All of lore.kernel.org
 help / color / mirror / Atom feed
From: Alexandru Elisei <alexandru.elisei@arm.com>
To: Auger Eric <eric.auger@redhat.com>,
	kvm@vger.kernel.org, kvmarm@lists.cs.columbia.edu,
	drjones@redhat.com
Cc: andre.przywara@arm.com
Subject: Re: [kvm-unit-tests PATCH 05/10] arm/arm64: gic: Use correct memory ordering for the IPI test
Date: Thu, 3 Dec 2020 13:21:42 +0000	[thread overview]
Message-ID: <7bb38de0-e06a-085c-98d2-cbce62ba31b3@arm.com> (raw)
In-Reply-To: <89585694-e188-9f8c-de71-29f8baa89dd7@redhat.com>

Hi Eric,

On 12/3/20 1:10 PM, Auger Eric wrote:
> Hi Alexandru,
>
> On 11/25/20 4:51 PM, Alexandru Elisei wrote:
>> The IPI test works by sending IPIs to even numbered CPUs from the
>> IPI_SENDER CPU (CPU1), and then checking that the other CPUs received the
>> interrupts as expected. The check is done in check_acked() by the
>> IPI_SENDER CPU with the help of three arrays:
>>
>> - acked, where acked[i] == 1 means that CPU i received the interrupt.
>> - bad_irq, where bad_irq[i] == -1 means that the interrupt received by CPU
>>   i had the expected interrupt number (IPI_IRQ).
>> - bad_sender, where bad_sender[i] == -1 means that the interrupt received
>>   by CPU i was from the expected sender (IPI_SENDER, GICv2 only).
>>
>> The assumption made by check_acked() is that if a CPU acked an interrupt,
>> then bad_sender and bad_irq have also been updated. This is a common
>> inter-thread communication pattern called message passing.  For message
>> passing to work correctly on weakly consistent memory model architectures,
>> like arm and arm64, barriers or address dependencies are required. This is
>> described in ARM DDI 0487F.b, in "Armv7 compatible approaches for ordering,
>> using DMB and DSB barriers" (page K11-7993), in the section with a single
>> observer, which is in our case the IPI_SENDER CPU.
>>
>> The IPI test attempts to enforce the correct ordering using memory
>> barriers, but it's not enough.

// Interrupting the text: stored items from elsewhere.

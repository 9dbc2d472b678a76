use serde::{Deserialize, Serialize};
use std::collections::HashMap;

use crate::catalog::Section;

/// Dashboard headline counts (`GET /api/stats`).
#[derive(Serialize, Deserialize, PartialEq, Clone, Debug)]
#[serde(rename_all = "camelCase")]
pub struct StatsDto {
    pub total_units: u64,
    pub units_in_ops: u64,
    pub units_in_tech: u64,
    pub total_employees: u64,
}

/// Full per-section breakdown (`GET /api/stats/comprehensive`).
///
/// `unit_type_stats` maps every catalog section to a (type -> count) map;
/// sections with no units are present with an empty map, never absent.
#[derive(Serialize, Deserialize, PartialEq, Clone, Debug)]
#[serde(rename_all = "camelCase")]
pub struct ComprehensiveStatsDto {
    pub operations: OperationsStatsDto,
    pub technical: TechnicalStatsDto,
    pub commercial: CommercialStatsDto,
    pub fuel: FuelStatsDto,
    pub unit_type_stats: HashMap<Section, HashMap<String, u64>>,
}

#[derive(Serialize, Deserialize, PartialEq, Clone, Debug, Default)]
#[serde(rename_all = "camelCase")]
pub struct OperationsStatsDto {
    pub ready_for_loading: u64,
    pub under_loading: u64,
    pub in_transit_loaded: u64,
    pub under_unloading: u64,
    pub in_transit_empty: u64,
    pub delivered: u64,
}

#[derive(Serialize, Deserialize, PartialEq, Clone, Debug, Default)]
#[serde(rename_all = "camelCase")]
pub struct TechnicalStatsDto {
    pub awaiting_maintenance: u64,
    pub in_maintenance: u64,
    pub awaiting_spare_parts: u64,
    pub maintenance_completed: u64,
}

#[derive(Serialize, Deserialize, PartialEq, Clone, Debug, Default)]
#[serde(rename_all = "camelCase")]
pub struct CommercialStatsDto {
    pub awaiting_documents: u64,
    pub document_processing: u64,
    pub document_completed: u64,
}

#[derive(Serialize, Deserialize, PartialEq, Clone, Debug, Default)]
#[serde(rename_all = "camelCase")]
pub struct FuelStatsDto {
    pub awaiting_refuel: u64,
    pub refuel_in_progress: u64,
    pub refuel_completed: u64,
}
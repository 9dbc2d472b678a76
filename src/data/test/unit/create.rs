use super::*;

/// Tests creating a new unit.
///
/// Verifies that the repository inserts a unit with the given id and type
/// and places it in the default starting position.
///
/// Expected: Ok with unit in (operations, ready_for_loading)
#[tokio::test]
async fn creates_unit_in_default_position() -> Result<(), AppError> {
    let test = TestBuilder::new()
        .with_unitflow_tables()
        .build()
        .await
        .unwrap();
    let db = test.db.as_ref().unwrap();

    let repo = UnitRepository::new(db);
    let unit = repo
        .create(CreateUnitParams {
            id: "TRK-100".to_string(),
            unit_type: "truck".to_string(),
        })
        .await?;

    assert_eq!(unit.id, "TRK-100");
    assert_eq!(unit.unit_type, "truck");
    assert_eq!(unit.current_department, Department::Operations);
    assert_eq!(unit.current_section, Section::ReadyForLoading);

    Ok(())
}

/// Tests creating a unit with a taken id.
///
/// Verifies that the repository maps the unique constraint violation on the
/// primary key to a conflict instead of a raw database error.
///
/// Expected: Err(AppError::Conflict)
#[tokio::test]
async fn rejects_duplicate_id() -> Result<(), AppError> {
    let test = TestBuilder::new()
        .with_unitflow_tables()
        .build()
        .await
        .unwrap();
    let db = test.db.as_ref().unwrap();

    factory::unit::UnitFactory::new(db).id("TRK-100").build().await?;

    let repo = UnitRepository::new(db);
    let result = repo
        .create(CreateUnitParams {
            id: "TRK-100".to_string(),
            unit_type: "trailer".to_string(),
        })
        .await;

    assert!(matches!(result, Err(AppError::Conflict(_))));

    Ok(())
}
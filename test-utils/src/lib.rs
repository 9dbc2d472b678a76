//! UnitFlow Test Utils
//!
//! Provides shared testing utilities for building integration and unit tests for the
//! unitflow backend. This crate offers a builder pattern for creating test contexts
//! with in-memory SQLite databases and customizable table schemas.
//!
//! # Overview
//!
//! The test utilities consist of three main components:
//! - **TestBuilder**: Fluent builder for configuring test environments
//! - **TestContext**: Test environment containing database connection and setup
//! - **TestError**: Error types that can occur during test setup
//!
//! # Usage
//!
//! Use `TestBuilder` to create a test context with the required database tables:
//!
//! ```rust,ignore
//! use test_utils::builder::TestBuilder;
//!
//! #[tokio::test]
//! async fn test_unit_operations() -> Result<(), TestError> {
//!     let test = TestBuilder::new()
//!         .with_unitflow_tables()
//!         .build()
//!         .await?;
//!
//!     let db = test.db.unwrap();
//!     // Perform database operations...
//!
//!     Ok(())
//! }
//! ```

pub mod builder;
pub mod context;
pub mod error;
pub mod factory;
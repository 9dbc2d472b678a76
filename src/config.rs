use crate::error::{config::ConfigError, AppError};

const DEFAULT_BIND_ADDR: &str = "0.0.0.0:3000";

pub struct Config {
    pub database_url: String,
    pub bind_addr: String,
}

impl Config {
    pub fn from_env() -> Result<Self, AppError> {
        Ok(Self {
            database_url: std::env::var("DATABASE_URL")
                .map_err(|_| ConfigError::MissingEnvVar("DATABASE_URL".to_string()))?,
            bind_addr: std::env::var("BIND_ADDR").unwrap_or_else(|_| DEFAULT_BIND_ADDR.to_string()),
        })
    }
}
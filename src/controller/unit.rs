use axum::{
    extract::{Path, State},
    http::StatusCode,
    response::IntoResponse,
    Json,
};

use crate::{
    data::unit::UnitRepository,
    dto::{
        api::MessageDto,
        unit::{CreateUnitDto, MoveUnitDto, UnitDto, UpdateUnitDto},
    },
    error::AppError,
    model::{movement::MoveUnitParams, unit::CreateUnitParams},
    service::movement::MovementService,
    state::AppState,
};

/// GET /api/units
/// List all units, most recently moved first.
pub async fn get_units(State(state): State<AppState>) -> Result<impl IntoResponse, AppError> {
    let units = UnitRepository::new(&state.db).get_all().await?;
    let dtos: Vec<UnitDto> = units.into_iter().map(|u| u.into_dto()).collect();

    Ok((StatusCode::OK, Json(dtos)))
}

/// POST /api/units
/// Create a unit in the default (operations, ready_for_loading) state.
pub async fn create_unit(
    State(state): State<AppState>,
    Json(dto): Json<CreateUnitDto>,
) -> Result<impl IntoResponse, AppError> {
    if dto.id.trim().is_empty() {
        return Err(AppError::Validation("Unit id is required".to_string()));
    }

    let unit = UnitRepository::new(&state.db)
        .create(CreateUnitParams {
            id: dto.id,
            unit_type: dto.unit_type,
        })
        .await?;

    Ok((StatusCode::CREATED, Json(unit.into_dto())))
}

/// PUT /api/units/{id}
/// Update a unit's type label.
pub async fn update_unit(
    State(state): State<AppState>,
    Path(id): Path<String>,
    Json(dto): Json<UpdateUnitDto>,
) -> Result<impl IntoResponse, AppError> {
    let unit = UnitRepository::new(&state.db)
        .update_type(&id, dto.unit_type)
        .await?;

    Ok((StatusCode::OK, Json(unit.into_dto())))
}

/// DELETE /api/units/{id}
/// Hard-delete a unit; its movement records are kept.
pub async fn delete_unit(
    State(state): State<AppState>,
    Path(id): Path<String>,
) -> Result<impl IntoResponse, AppError> {
    UnitRepository::new(&state.db).delete(&id).await?;

    Ok((
        StatusCode::OK,
        Json(MessageDto::new("Unit deleted successfully")),
    ))
}

/// PUT /api/units/{id}/move
/// Move a unit to a new (department, section) pair, atomically appending the
/// audit record.
pub async fn move_unit(
    State(state): State<AppState>,
    Path(id): Path<String>,
    Json(dto): Json<MoveUnitDto>,
) -> Result<impl IntoResponse, AppError> {
    if dto.movement_type.trim().is_empty() {
        return Err(AppError::Validation(
            "Movement type is required".to_string(),
        ));
    }

    let unit = MovementService::new(&state.db, state.unit_locks.clone())
        .move_unit(MoveUnitParams {
            unit_id: id,
            target_department: dto.target_department,
            target_section: dto.target_section,
            employee_id: dto.employee_id,
            movement_type: dto.movement_type,
            notes: dto.notes,
        })
        .await?;

    Ok((StatusCode::OK, Json(unit.into_dto())))
}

For example, the program execution below is
>> valid from an architectural point of view:
>>
>> 3 online CPUs, initial state (from stats_reset()):
>>
>> acked[2] = 0;
>> bad_sender[2] = -1;
>> bad_irq[2] = -1;
>>
>> CPU1 (in check_acked())		| CPU2 (in ipi_handler())
>> 				|
>> smp_rmb() // DMB ISHLD		| acked[2]++;
>> read 1 from acked[2]		|
>> nr_pass++ // nr_pass = 3	|
>> read -1 from bad_sender[2]	|
>> read -1 from bad_irq[2]		|
>> 				| // in check_ipi_sender()
>> 				| bad_sender[2] = <bad ipi sender>
>> 				| // in check_irqnr()
>> 				| bad_irq[2] = <bad irq number>
>> 				| smp_wmb() // DMB ISHST
>> nr_pass == nr_cpus, return	|
>>
>> In this scenario, CPU1 will read the updated acked value, but it will read
>> the initial bad_sender and bad_irq values. This is permitted because the
>> memory barriers do not create a data dependency between the value read from
>> acked and the values read from bad_rq and bad_sender on CPU1, respectively
>> between the values written to acked, bad_sender and bad_irq on CPU2.
>>
>> To avoid this situation, let's reorder the barriers and accesses to the
>> arrays to create the needed dependencies that ensure that message passing
>> behaves as expected.
>>
>> In the interrupt handler, the writes to bad_sender and bad_irq are
>> reordered before the write to acked and a smp_wmb() barrier is added. This
>> ensures that if other PEs observe the write to acked, then they will also
>> observe the writes to the other two arrays.
>>
>> In check_acked(), put the smp_rmb() barrier after the read from acked to
>> ensure that the subsequent reads from bad_sender, respectively bad_irq,
>> aren't reordered locally by the PE.
>>
>> With these changes, the expected ordering of accesses is respected and we
>> end up with the pattern described in the Arm ARM and also in the Linux
>> litmus test MP+fencewmbonceonce+fencermbonceonce.litmus from
>> tools/memory-model/litmus-tests. More examples and explanations can be
>> found in the Linux source tree, in Documentation/memory-barriers.txt, in
>> the sections "SMP BARRIER PAIRING" and "READ MEMORY BARRIERS VS LOAD
>> SPECULATION".
>>
>> For consistency with ipi_handler(), the array accesses in
>> ipi_clear_active_handler() have also been reordered. This shouldn't affect
>> the functionality of that test.
>>
>> Signed-off-by: Alexandru Elisei <alexandru.elisei@arm.com>
>> ---
>>  arm/gic.c | 9 ++++-----
>>  1 file changed, 4 insertions(+), 5 deletions(-)
>>
>> diff --git a/arm/gic.c b/arm/gic.c
>> index 7befda2a8673..bcb834406d23 100644
>> --- a/arm/gic.c
>> +++ b/arm/gic.c
>> @@ -73,9 +73,9 @@ static void check_acked(const char *testname, cpumask_t *mask)
>>  		mdelay(100);
>>  		nr_pass = 0;
>>  		for_each_present_cpu(cpu) {
>> -			smp_rmb();
>>  			nr_pass += cpumask_test_cpu(cpu, mask) ?
>>  				acked[cpu] == 1 : acked[cpu] == 0;
>> +			smp_rmb(); /* pairs with smp_wmb in ipi_handler */
>>  
>>  			if (bad_sender[cpu] != -1) {
>>  				printf("cpu%d received IPI from wrong sender %d\n",
>> @@ -118,7 +118,6 @@ static void check_spurious(void)
>>  {
>>  	int cpu;
>>  
>> -	smp_rmb();
> this change is not documented in the commit msg.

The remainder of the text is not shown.